Foreign institutions’ bullish outlook on Wednesday helped the Qatar Stock Exchange to gain 50 points, yet it settled below 10,300 levels.
The insurance, industrials, consumer goods and transport counters witnessed higher than average demand, leading to a 0.5% increase in the 20-stock Qatar Index to 10,277.23 points.
Local retail investors’ increased net buying interests also helped the market, whose key benchmark is down 0.21% year-to-date.
Market capitalisation saw more than QR2bn, or 0.41%, increase to QR566.66bn mainly owing to midcap segments.
Islamic equities were seen gaining faster than the other indices in the market, where domestic funds and non-Qatari individuals turned bearish.
Trade turnover and volumes were on the decline in the bourse, where the banking, industrials and real estate sectors together accounted for more than 79% of the total volume.
The Total Return Index rose 0.5% to 18,910.97 points, the All Share Index by 0.38% to 3,027.04 points and the Al Rayan Islamic Index (Price) by 0.76% to 2,307.29 points.
The insurance index soared 1.24%, industrials (1.12%), consumer goods (0.9%), transport (0.66%) and realty (0.4%); whereas banks and financial services fell 0.04% and telecom (0.02%).

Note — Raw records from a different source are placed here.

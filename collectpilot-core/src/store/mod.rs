//! Persistence for the five engine entities plus the DSO time series.
//!
//! Implementations:
//! - `PostgresStore`: sqlx-backed storage with uniqueness constraints and
//!   conditional updates inside transactions
//! - `MemoryStore`: lock-guarded maps with the same semantics, for tests and
//!   database-less local runs

pub mod memory;
pub mod postgres;

pub use memory::MemoryStore;
pub use postgres::PostgresStore;

use async_trait::async_trait;
use chrono::{DateTime, NaiveDate, Utc};
use uuid::Uuid;

use crate::error::Result;
use crate::models::approval::NewApproval;
use crate::models::customer::{CustomerFilter, UpsertCustomer};
use crate::models::invoice::{InvoiceFilter, UpsertInvoice};
use crate::models::outcome::NewOutcome;
use crate::models::recommendation::{NewRecommendation, RecommendationFilter};
use crate::models::{
    Approval, CollectionOutcome, Customer, DsoMetric, Invoice, InvoiceStatus, OutcomeRecord,
    Recommendation, Source,
};
use crate::sync::types::SourceSyncStatus;

/// Interface every component persists through.
///
/// Workflow transitions (`record_decision`, `mark_executed`) are conditional:
/// they return `None` when the recommendation is not in the required state, so
/// two concurrent decisions can never both be accepted.
#[async_trait]
pub trait Store: Send + Sync {
    /// Verifies the backing store is reachable.
    async fn ping(&self) -> Result<()>;

    async fn find_customer_by_external_id(
        &self,
        source: Source,
        external_id: &str,
    ) -> Result<Option<Customer>>;

    async fn get_customer(&self, id: Uuid) -> Result<Option<Customer>>;

    /// Inserts a customer; an existing `(source, external_id)` row is overwritten.
    async fn insert_customer(&self, customer: &UpsertCustomer) -> Result<Customer>;

    async fn update_customer(&self, id: Uuid, customer: &UpsertCustomer) -> Result<Customer>;

    async fn list_customers(&self, filter: &CustomerFilter) -> Result<Vec<Customer>>;

    /// Marks a customer inactive. Customers are never deleted.
    async fn deactivate_customer(&self, id: Uuid) -> Result<Option<Customer>>;

    async fn sync_status(&self) -> Result<Vec<SourceSyncStatus>>;

    async fn find_invoice_by_number(&self, invoice_number: &str) -> Result<Option<Invoice>>;

    async fn get_invoice(&self, id: Uuid) -> Result<Option<Invoice>>;

    /// Inserts an invoice; an existing `invoice_number` row is overwritten.
    async fn insert_invoice(&self, invoice: &UpsertInvoice) -> Result<Invoice>;

    async fn update_invoice(&self, id: Uuid, invoice: &UpsertInvoice) -> Result<Invoice>;

    /// Invoices matching the filter, with `days_overdue` and the
    /// pending→overdue promotion evaluated as of `today`. The status filter and
    /// the limit apply to that derived status.
    async fn list_invoices(&self, filter: &InvoiceFilter, today: NaiveDate)
        -> Result<Vec<Invoice>>;

    /// Invoices in `pending` or `overdue` status.
    async fn outstanding_invoices(&self) -> Result<Vec<Invoice>>;

    async fn set_invoice_status(
        &self,
        id: Uuid,
        status: InvoiceStatus,
        paid_date: Option<NaiveDate>,
    ) -> Result<Option<Invoice>>;

    async fn insert_dso_metric(&self, metric: &DsoMetric) -> Result<DsoMetric>;

    async fn latest_dso_metric(&self) -> Result<Option<DsoMetric>>;

    /// Snapshots newest first.
    async fn list_dso_metrics(&self, limit: i64) -> Result<Vec<DsoMetric>>;

    /// Inserts a pending recommendation.
    ///
    /// Fails with `Conflict` while a pending, approved or modified
    /// recommendation exists for the same customer and invoice.
    async fn insert_recommendation(&self, rec: &NewRecommendation) -> Result<Recommendation>;

    async fn get_recommendation(&self, id: Uuid) -> Result<Option<Recommendation>>;

    async fn list_recommendations(
        &self,
        filter: &RecommendationFilter,
    ) -> Result<Vec<Recommendation>>;

    /// A pending, approved or modified recommendation for the pair, if any.
    async fn find_active_recommendation(
        &self,
        customer_id: Uuid,
        invoice_id: Uuid,
    ) -> Result<Option<Recommendation>>;

    /// Replaces the draft of a pending recommendation.
    async fn update_recommendation_draft(
        &self,
        id: Uuid,
        draft_content: &str,
    ) -> Result<Option<Recommendation>>;

    /// Atomically moves a pending recommendation to the decided status and
    /// writes the approval record. `None` when it was no longer pending.
    async fn record_decision(
        &self,
        approval: &NewApproval,
    ) -> Result<Option<(Recommendation, Approval)>>;

    /// Claims the right to run the collection action of an approved/modified
    /// recommendation. `false` when it is not executable or another claim
    /// newer than `stale_before` holds it.
    async fn claim_execution(
        &self,
        recommendation_id: Uuid,
        now: DateTime<Utc>,
        stale_before: DateTime<Utc>,
    ) -> Result<bool>;

    /// Atomically moves an approved/modified recommendation to executed and
    /// stamps the approval. `None` when it was not executable. Releases the
    /// execution claim.
    async fn mark_executed(
        &self,
        recommendation_id: Uuid,
        approval_id: Uuid,
        executed_at: DateTime<Utc>,
    ) -> Result<Option<(Recommendation, Approval)>>;

    /// Stores the last execution failure and releases the execution claim.
    async fn set_execution_error(&self, recommendation_id: Uuid, error: Option<&str>)
        -> Result<()>;

    /// Decisions on a recommendation, oldest first.
    async fn list_approvals(&self, recommendation_id: Uuid) -> Result<Vec<Approval>>;

    /// Writes an outcome; when payment was received the owning invoice becomes
    /// `paid` with `paid_date` set from `collected_at`, in the same transaction.
    async fn insert_outcome(&self, outcome: &NewOutcome) -> Result<CollectionOutcome>;

    async fn get_outcome(&self, id: Uuid) -> Result<Option<CollectionOutcome>>;

    /// Corrective rewrite with the same invoice coupling as `insert_outcome`.
    async fn update_outcome(
        &self,
        id: Uuid,
        outcome: &NewOutcome,
    ) -> Result<Option<CollectionOutcome>>;

    /// Outcomes collected at or after `since`, newest first.
    async fn list_outcomes(&self, since: DateTime<Utc>, limit: i64)
        -> Result<Vec<CollectionOutcome>>;

    /// Outcomes since `since` joined with strategy, confidence, health and invoice amount.
    async fn outcome_records(&self, since: DateTime<Utc>) -> Result<Vec<OutcomeRecord>>;
}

More than 69% of the traded constituents extended gains with major movers being Industries Qatar, Mesaieed Petrochemical Holding, Qatar General Insurance and Reinsurance, Qatar Islamic Insurance, Gulf Warehousing, Nakilat, Ezdan, Doha Bank, Qatar First Bank, Alijarah Holding, Islamic Holding Group, Qatari German Company for Medical Devices and Widam Food; even as QNB, Mannai Corporation, Aamal Company, Doha Insurance, Ooredoo and Milaha were among the losers.
Non-Qatari institutions turned net buyers to the tune of QR20.89mn compared with net sellers of QR34.04mn on Tuesday.
Local retail investors’ net buying increased influentially to QR7.97mn against QR4.86mn the previous day.
The Gulf individuals’ net selling declined marginally to QR0.59mn compared to QR1.41mn on November 12.
However, domestic institutions were net sellers to the extent of QR13.08mn against net buyers of QR22.8mn on Tuesday.
The Gulf funds also turned net sellers to the tune of QR11.29mn compared with net buyers of QR4.86mn the previous day.
Non-Qatari individuals were net profit takers to the extent of QR3.85mn against net buyers of QR2.92mn on Tuesday.
Total trade volume fell 26% to 63.93mn shares, value by 21% to QR202.77mn and transactions by 17% to 6,034.
The industrials sector’s trade volume plummeted 51% to 14.68mn equities, value by 48% to QR24.23mn and deals by 34% to 1,053.
The insurance’s sector reported a 42% plunge in trade volume to 0.86mn stocks, 42% in value to QR2.25mn and 29% in transactions to 122.
The banks and financial services sector’s trade volume tanked 22% to 25.31mn shares, value by 21% to QR128.14mn and deals by 12% to 2,856.
There was a 10% shrinkage in the real estate sector’s trade volume to 10.76mn equities 11% in value to QR10.12mn and 18% in transactions to 451.
The telecom sector’s trade volume shrank 4% to 3.26mn stocks, value by 44% to QR6.87mn and deals by 56% to 353.
However, the transport sector saw a 68% surge in trade volume to 2.69mn shares, 57% in value to QR8.61mn and 38% in transactions to 390.
The consumer goods sector’s trade volume soared 24% to 6.37mn equities, value by 56% to QR22.55mn and deals by 41% to 809.
In the debt market, there was no trading of treasury bills and sovereign bonds.